Help!! My fav roo is dead!

Agreed. Ditch the DE and get a bag of 7 garden dust and a knee high hose sock.Fill the sock with 7 and use it like a powder puff on all of your birds making sure to apply liberally around their vents and under their wings. You can also use Ivermectin pour on for cattle. I pour some into a Squeeze bottle and apply 1-2 drops between the wings on the skin of my small bantams and 3 drops on standard layers. Standard roosters get 4 drops and repeat on everyone in 10 days. Some people use a hypodermic syringe with the needle off but I prefer a Squeeze bottle with a long nozzle on it.

You still need to clean and debug your coop and nesting boxes.

Yep, creepy crawlies can literally bleed a bird dry of blood. An anemic bird is a hypothermic bird making it more susceptible to cold.
 
Agreed. Ditch the DE and get a bag of 7 garden dust and a knee high hose sock.Fill the sock with 7 and use it like a powder puff on all of your birds making sure to apply liberally around their vents and under their wings. You can also use Ivermectin pour on for cattle. I pour some into a Squeeze bottle and apply 1-2 drops between the wings on the skin of my small bantams and 3 drops on standard layers. Standard roosters get 4 drops and repeat on everyone in 10 days. Some people use a hypodermic syringe with the needle off but I prefer a Squeeze bottle with a long nozzle on it.

You still need to clean and debug your coop and nesting boxes.

Yep, creepy crawlies can literally bleed a bird dry of blood. An anemic bird is a hypothermic bird making it more susceptible to cold.
Permethrin spray works well too and isn't quite so 'poofy'. Downside is if you use it in winter you get chickensicles.
 
He was his normal red color and didn't seem to look pale at all....if he was being (sorry in advance for the lack of better words....) "sucked dry"....he certainly had no signs or symptoms of being so....
 
I'm so sorry to hear about your dear rooster.

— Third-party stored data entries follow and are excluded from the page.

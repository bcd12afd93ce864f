//! [`ChainClient`] over an alloy HTTP provider.

use alloy::consensus::Transaction;
use alloy::network::{ReceiptResponse, TransactionBuilder, TransactionResponse};
use alloy::providers::{Provider, RootProvider};
use alloy::rpc::types::TransactionRequest as EthTransactionRequest;
use alloy_primitives::{B256, U256};
use async_trait::async_trait;
use tracing::trace;
use url::Url;

use super::{ChainClient, RpcError, TransactionRecord, TransactionRequest, TxHash};
use crate::crypto::Address;

/// A [`ChainClient`] talking to one JSON-RPC endpoint.
#[derive(Debug, Clone)]
pub struct HttpClient {
    provider: RootProvider,
    chain_id: u64,
}

impl HttpClient {
    /// Client for an endpoint whose chain id is already known.
    pub fn new(chain_id: u64, url: Url) -> Self {
        Self::from_provider(chain_id, RootProvider::new_http(url))
    }

    pub fn from_provider(chain_id: u64, provider: RootProvider) -> Self {
        Self { provider, chain_id }
    }

    /// Client for an endpoint whose chain id is read with `eth_chainId`.
    pub async fn connect(url: Url) -> Result<Self, RpcError> {
        let provider = RootProvider::new_http(url);
        let chain_id = provider.get_chain_id().await?;
        Ok(Self::from_provider(chain_id, provider))
    }
}

fn eth_request(tx: &TransactionRequest) -> EthTransactionRequest {
    let request = EthTransactionRequest::default()
        .with_to(tx.to.into())
        .with_input(tx.data.clone())
        .with_value(U256::from(tx.value));
    match tx.from {
        Some(from) => request.with_from(from.into()),
        None => request,
    }
}

#[async_trait]
impl ChainClient for HttpClient {
    fn chain_id(&self) -> u64 {
        self.chain_id
    }

    async fn call(&self, tx: &TransactionRequest) -> Result<Vec<u8>, RpcError> {
        trace!(chain_id = self.chain_id, to = %tx.to, value = tx.value, "eth_call");
        let out = self.provider.call(eth_request(tx)).await?;
        Ok(out.to_vec())
    }

    async fn code(&self, address: Address) -> Result<Vec<u8>, RpcError> {
        let code = self.provider.get_code_at(address.into()).await?;
        Ok(code.to_vec())
    }

    async fn transaction(&self, hash: TxHash) -> Result<Option<TransactionRecord>, RpcError> {
        let Some(tx) = self.provider.get_transaction_by_hash(B256::from(hash)).await? else {
            return Ok(None);
        };
        let value = Transaction::value(&tx);
        let value = u128::try_from(value)
            .map_err(|_| RpcError::Decode(format!("value {value} exceeds 128 bits")))?;
        Ok(Some(TransactionRecord {
            hash: TransactionResponse::tx_hash(&tx).into(),
            from: TransactionResponse::from(&tx).into(),
            to: Transaction::to(&tx).map(Address::from),
            input: Transaction::input(&tx).to_vec(),
            value,
        }))
    }

    async fn send_transaction(&self, tx: &TransactionRequest) -> Result<TxHash, RpcError> {
        let pending = self.provider.send_transaction(eth_request(tx)).await?;
        Ok((*pending.tx_hash()).into())
    }

    async fn receipt_status(&self, hash: TxHash) -> Result<Option<bool>, RpcError> {
        let receipt = self.provider.get_transaction_receipt(hash.into()).await?;
        Ok(receipt.map(|r| r.status()))
    }
}
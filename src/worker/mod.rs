//! Worker pool and CPU worker for multi-threaded salt search.

mod cpu;
mod pool;

pub use cpu::{CpuWorker, WorkerStats};
pub use pool::{PoolMatch, WorkerPool};
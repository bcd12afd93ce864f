//! Chain access used by the verifier: read-only calls, bytecode lookups and
//! transaction broadcast.

mod http;
#[cfg(test)]
pub(crate) mod mock;
mod types;

use alloy::transports::TransportError;
use async_trait::async_trait;

pub use http::HttpClient;
pub use types::{TransactionRecord, TransactionRequest, TxHash};

use crate::crypto::Address;

#[derive(Debug, thiserror::Error)]
pub enum RpcError {
    #[error("transport error: {0}")]
    Transport(TransportError),
    #[error("rpc error {code}: {message}")]
    Rpc { code: i64, message: String },
    #[error("malformed rpc response: {0}")]
    Decode(String),
    #[error("transaction {0} not found")]
    TransactionNotFound(TxHash),
}

impl From<TransportError> for RpcError {
    /// Error responses from the node keep their code; everything else is transport.
    fn from(err: TransportError) -> Self {
        match err.as_error_resp() {
            Some(payload) => Self::Rpc {
                code: payload.code,
                message: payload.message.to_string(),
            },
            None => Self::Transport(err),
        }
    }
}

/// One chain's JSON-RPC surface, as far as this crate needs it.
#[async_trait]
pub trait ChainClient: Send + Sync {
    fn chain_id(&self) -> u64;

    /// Read-only call against latest state (`eth_call`), carrying the
    /// request's sender and value. Reverts surface as errors.
    async fn call(&self, tx: &TransactionRequest) -> Result<Vec<u8>, RpcError>;

    /// Deployed bytecode at `address`; empty when nothing is deployed.
    async fn code(&self, address: Address) -> Result<Vec<u8>, RpcError>;

    /// The mined transaction `hash`, or `None` if the node does not know it.
    async fn transaction(&self, hash: TxHash) -> Result<Option<TransactionRecord>, RpcError>;

    /// Submits a transaction for the node/wallet to sign and broadcast.
    async fn send_transaction(&self, tx: &TransactionRequest) -> Result<TxHash, RpcError>;

    /// `Some(true)` once mined successfully, `Some(false)` if reverted, `None` while pending.
    async fn receipt_status(&self, hash: TxHash) -> Result<Option<bool>, RpcError>;
}

/// Fetches the transaction that deployed the Safe on its source chain.
pub async fn original_transaction<C: ChainClient + ?Sized>(
    client: &C,
    hash: TxHash,
) -> Result<TransactionRecord, RpcError> {
    client
        .transaction(hash)
        .await?
        .ok_or(RpcError::TransactionNotFound(hash))
}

That would be very upsetting indeed. When something of any kind dies, it always dies for a reason. But with chickens I guess we don't always get to know what causes them to suddenly pass.

Lice is so small to see. Would you mind describing how you found it? I've never seen it on chickens and am wondering if they're easy to see. Thank you.
 
Lice is so small to see. Would you mind describing how you found it? I've never seen it on chickens and am wondering if they're easy to see. Thank you.
I'm not the OP, but I figured I'd chime in since I have had way more experience with lice than I ever wanted to have. A well established and full grown louse infestation is really easy to see. If you look at the skin or feather shafts on the back of the neck, under the wing, or in the fluff you will see multiple straw coloured insects of several mm long that crawl everywhere. Sometimes you will get lice on yourself if the bird is squirmy. They do crawl out of the way fairly quickly, so you have to look as soon as you separate the feathers. As for eggs, I have found they're not easy to see or find unless you have a REALLY bad infestation and I sure hope you find it before then. The only time I have seen them was when I had one single bird that had an extreme overload. The rest of my flock was just fine, but for some reason he came down with them worse. I felt bad when I finally noticed.

Flaky or powdery looking skin is another pretty reliable symptom. A young colony of lice will be a bit harder to spot. Just look for near microscopic crawly things in the aforementioned places and make sure the light is good.

As a side note, the reason I mentioned all those places is I have found (depending on the flock/source of infestation) that they'll congregate mostly in one place. With my most recent issue, it was on the neck. Before, it was under the wings. On other flocks they were mostly in the rear area. I am unsure what would cause this difference, but I have definitely seen it.
 
I think it is important to understand which pest/parasite you are talking about. The description above by @BantyChooks is lice. Lice live on the skin and feather shaft debris. They do not suck blood and will not kill a chicken but are very irritating to them. Often you will find a heavy infestation on a chicken that is already ill and not dust bathing regularly or birds that have been confined to an area where they have no dust bathing facilities.... winter time when the ground is muddy or frozen solid etc.
Red mites live in the cracks and crevices of the coop and crawl onto the chickens at night when they are roosting to suck their blood. I've had a couple of pretty bad infestations of these and whilst combs started to go pale, I've never had a chicken behave poorly and certainly not die from them, but they can pass viruses and infection from one chicken to another. Again I think they could perhaps take an already sick chicken down but you would have to have an horrendous infestation in the coop for them to seriously affect a healthy chicken and by then it should be pretty obvious.

My guess is that your rooster was already sick but had been hiding his symptoms, as chickens often do and then perhaps had some sort of seizure whilst out in the snow and either died outright or was unable to get up and get back to the coop and the cold finished him off. The only way to find out would have been to send his body for a necropsy or perhaps open him up and look at his organs etc yourself.... if you have sufficient knowledge of chicken anatomy. Sadly I would guess that his body has been disposed of by now, so we will never know.